W ciągu ostatnich trzech miesięcy prezydent dwukrotnie zaprosił na rozmowę ministra obrony narodowej i dwukrotnie ministra spraw zagranicznych. Z doświadczenia wiemy, że wezwanie do Pałacu Prezydenckiego Bogdana Klicha nie skutkuje żadnym skandalem. Sprawdza się natomiast zasada – chcesz awantury, skontaktuj się z Radosławem Sikorskim.
Jeśli w ciągu kilku ostatnich miesięcy publicznie wydarza się coś, co budzi przynajmniej lekkie zażenowanie, to przy takich okazjach nazwisko szefa dyplomacji pojawia się zastanawiająco często. Zadziwiająca jest ta reguła. Sikorski od wielu lat kreuje się na dżentelmena z manierami, bardzo „british”, obytego w świecie i wsławionego wyprawą do Afganistanu w czasach wojny radziecko-afgańskiej, z kupionym pod koniec PRL i starannie odrestaurowanym dworem, którego zdjęcia obowiązkowo pojawiają się w każdym artykule opisującym postać ministra.
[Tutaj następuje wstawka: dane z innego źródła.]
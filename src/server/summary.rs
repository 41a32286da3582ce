use axum::Json;
use axum::body::Bytes;
use axum::extract::State;
use axum::http::Method;
use log::{debug, error, info};
use serde::{Deserialize, Serialize};
use url::Url;

use super::{AppState, parse_body};
use crate::auth::AuthUser;
use crate::cache::CachedSummary;
use crate::error::{ApiError, ApiResult};
use crate::join_fragments;
use crate::video_url::{VideoId, extract_video_id};

#[derive(Debug, Deserialize)]
pub struct SummaryRequest {
    pub url: String,
}

#[derive(Debug, Clone, PartialEq, Eq, Serialize, Deserialize)]
pub struct SummaryResponse {
    pub transcript: Vec<String>,
    pub summary: String,
}

impl From<CachedSummary> for SummaryResponse {
    fn from(hit: CachedSummary) -> Self {
        Self {
            transcript: hit.transcript,
            summary: hit.summary,
        }
    }
}

/// `POST /api/getSummary`
pub(super) async fn get_summary(
    State(state): State<AppState>,
    auth: Result<AuthUser, ApiError>,
    method: Method,
    body: Bytes,
) -> ApiResult<Json<SummaryResponse>> {
    let user = auth?;
    if method != Method::POST {
        return Err(ApiError::MethodNotAllowed);
    }

    let request: SummaryRequest = parse_body(&body)?;
    Url::parse(&request.url).map_err(|e| ApiError::Validation(format!("url: Invalid url ({e})")))?;

    let video_id = extract_video_id(&request.url).ok_or(ApiError::VideoIdNotFound)?;

    let response = summarize_video(&state, &user.user_id, &video_id).await?;
    Ok(Json(response))
}

/// Cache-aside: serve a cached pair, or fetch, summarize and write it back.
///
/// A failed cache write is logged and the freshly computed summary is still returned.
pub async fn summarize_video(state: &AppState, user_id: &str, video_id: &VideoId) -> ApiResult<SummaryResponse> {
    if let Some(hit) = state.cache.lookup(user_id, video_id).await? {
        debug!("Cache hit for {user_id}/{video_id}");
        return Ok(hit.into());
    }
    debug!("Cache miss for {user_id}/{video_id}");

    let fetched = state.fetcher.fetch(video_id).await?;
    info!(
        "Fetched {} caption fragments for {video_id} ({:?}, lang={}, {:.0}s)",
        fetched.segments.len(),
        fetched.title,
        fetched.language,
        fetched.duration_secs()
    );
    let transcript = fetched.fragments();

    let summary = state
        .summarizer
        .summarize(&join_fragments(&transcript))
        .await?
        .ok_or(ApiError::EmptySummary)?;

    if let Err(e) = state.cache.store(user_id, video_id, &transcript, &summary).await {
        error!("Returning uncached summary for {video_id}: {e:#}");
    }

    Ok(SummaryResponse { transcript, summary })
}
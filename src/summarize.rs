use async_trait::async_trait;
use eyre::{Result, bail};
use log::debug;
use serde_json::Value;

pub const DEFAULT_MODEL: &str = "gpt-4o-mini";

pub const SYSTEM_PROMPT: &str = "You are a helpful assistant. \
A user will provide you with a transcript, your job is to read it and generate a summary. \
This summary should be a bullet pointed list with the main ideas. Ensure that there is no repetition. \
For each main idea provide the specific details as sub-bullet points. \
If there are any facts or statistics, include those in the sub bullet points.";

/// Turns a full transcript into a condensed summary.
///
/// `Ok(None)` means the model answered without any usable content.
#[async_trait]
pub trait Summarizer: Send + Sync {
    async fn summarize(&self, transcript_text: &str) -> Result<Option<String>>;
}

/// Chat-completion summarizer backed by OpenAI or Anthropic, picked by model name
#[derive(Debug, Clone)]
pub struct LlmSummarizer {
    client: reqwest::Client,
    model: String,
}

impl LlmSummarizer {
    pub fn new(client: reqwest::Client, model: impl Into<String>) -> Self {
        Self {
            client,
            model: model.into(),
        }
    }
}

#[async_trait]
impl Summarizer for LlmSummarizer {
    async fn summarize(&self, transcript_text: &str) -> Result<Option<String>> {
        if is_anthropic_model(&self.model) {
            let json = request_anthropic(&self.client, transcript_text, &self.model).await?;
            Ok(extract_anthropic_text(&json))
        } else {
            let json = request_openai(&self.client, transcript_text, &self.model).await?;
            Ok(extract_openai_text(&json))
        }
    }
}

fn is_anthropic_model(model: &str) -> bool {
    model.starts_with("claude")
}

async fn request_anthropic(client: &reqwest::Client, transcript_text: &str, model: &str) -> Result<Value> {
    let api_key = std::env::var("ANTHROPIC_API_KEY").map_err(|_| {
        eyre::eyre!("ANTHROPIC_API_KEY environment variable not set (required for Claude summarization)")
    })?;

    debug!("Summarizing {} chars via Anthropic API with model {model}", transcript_text.len());

    let body = serde_json::json!({
        "model": model,
        "max_tokens": 4096,
        "system": SYSTEM_PROMPT,
        "messages": [
            { "role": "user", "content": transcript_text }
        ]
    });

    let resp = client
        .post("https://api.anthropic.com/v1/messages")
        .header("x-api-key", &api_key)
        .header("anthropic-version", "2023-06-01")
        .json(&body)
        .send()
        .await?;

    if !resp.status().is_success() {
        let status = resp.status();
        let body = resp.text().await.unwrap_or_default();
        bail!("Anthropic API returned {status}: {body}");
    }

    Ok(resp.json().await?)
}

async fn request_openai(client: &reqwest::Client, transcript_text: &str, model: &str) -> Result<Value> {
    let api_key = std::env::var("OPENAI_API_KEY")
        .map_err(|_| eyre::eyre!("OPENAI_API_KEY environment variable not set (required for OpenAI summarization)"))?;

    debug!("Summarizing {} chars via OpenAI API with model {model}", transcript_text.len());

    let body = serde_json::json!({
        "model": model,
        "messages": [
            { "role": "system", "content": SYSTEM_PROMPT },
            { "role": "user", "content": transcript_text }
        ]
    });

    let resp = client
        .post("https://api.openai.com/v1/chat/completions")
        .bearer_auth(&api_key)
        .json(&body)
        .send()
        .await?;

    if !resp.status().is_success() {
        let status = resp.status();
        let body = resp.text().await.unwrap_or_default();
        bail!("OpenAI API returned {status}: {body}");
    }

    Ok(resp.json().await?)
}

fn extract_anthropic_text(json: &Value) -> Option<String> {
    let text = json
        .get("content")?
        .as_array()?
        .iter()
        .filter(|block| block.get("type").and_then(Value::as_str) == Some("text"))
        .filter_map(|block| block.get("text").and_then(Value::as_str))
        .collect::<String>();
    (!text.is_empty()).then_some(text)
}

fn extract_openai_text(json: &Value) -> Option<String> {
    json.get("choices")
        .and_then(|c| c.get(0))
        .and_then(|c| c.get("message"))
        .and_then(|m| m.get("content"))
        .and_then(Value::as_str)
        .filter(|text| !text.is_empty())
        .map(str::to_string)
}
Nic więc dziwnego, że wydaje się osobą z pewną dozą snobizmu, niezwykle starannie budującą swój wizerunek. Tym bardziej zadziwia więc, jak łatwo i jak często na tym kostiumie widać dziury i grube szwy.
O tym, jak dżentelmen Sikorski porównywał Nelli Rokitę do podrabianej torebki, niedawno już pisałam. Ale warto przypomnieć też takie powiedzenia ministra, jak to, że żony by do domu nie wpuścił i zmieniłby zamki, gdyby postąpiła tak jak żona Jana Rokity, albo to, jak w równie wysmakowanym stylu dopominał się zwrotu 100 złotych, jakie pożyczył prezydentowi Lechowi Kaczyńskiemu, gdy ten nie miał na tacę w kościele. Upominał się o te pieniądze kilka razy publicznie, swoje żądania okraszając, jak zwykle, retoryką patriotyczną: „Najważniejsze, że te 100 złotych poszło na tacę w kaplicy przy cmentarzu, na którym leżą bohaterowie bitwy warszawskiej w 1920 r. A więc na zbożny cel” – mówił „Super Expressowi”. Sprawę zakończył Aleksander Szczygło, pokazując publicznie przekaz dla Sikorskiego na owe 100 złotych.
Cała historia okazała się dużym blamażem obecnego ministra spraw zagranicznych. Zastanawiające, że Sikorski zupełnie tego nie dostrzegł.
Było też kilka innych mniej spektakularnych wydarzeń, którym, jak się zdaje, maniery obecnego szefa dyplomacji nie sprostały. Niedawno ktoś opowiadał mi zdarzenie sprzed roku, z jednej z debat organizowanych przez „Dziennik” na Uniwersytecie Warszawskim. Brał w niej udział amerykański neokonserwatysta Norman Podhoretz i Radosław Sikorski, wówczas minister obrony w rządzie tworzonym przez PiS.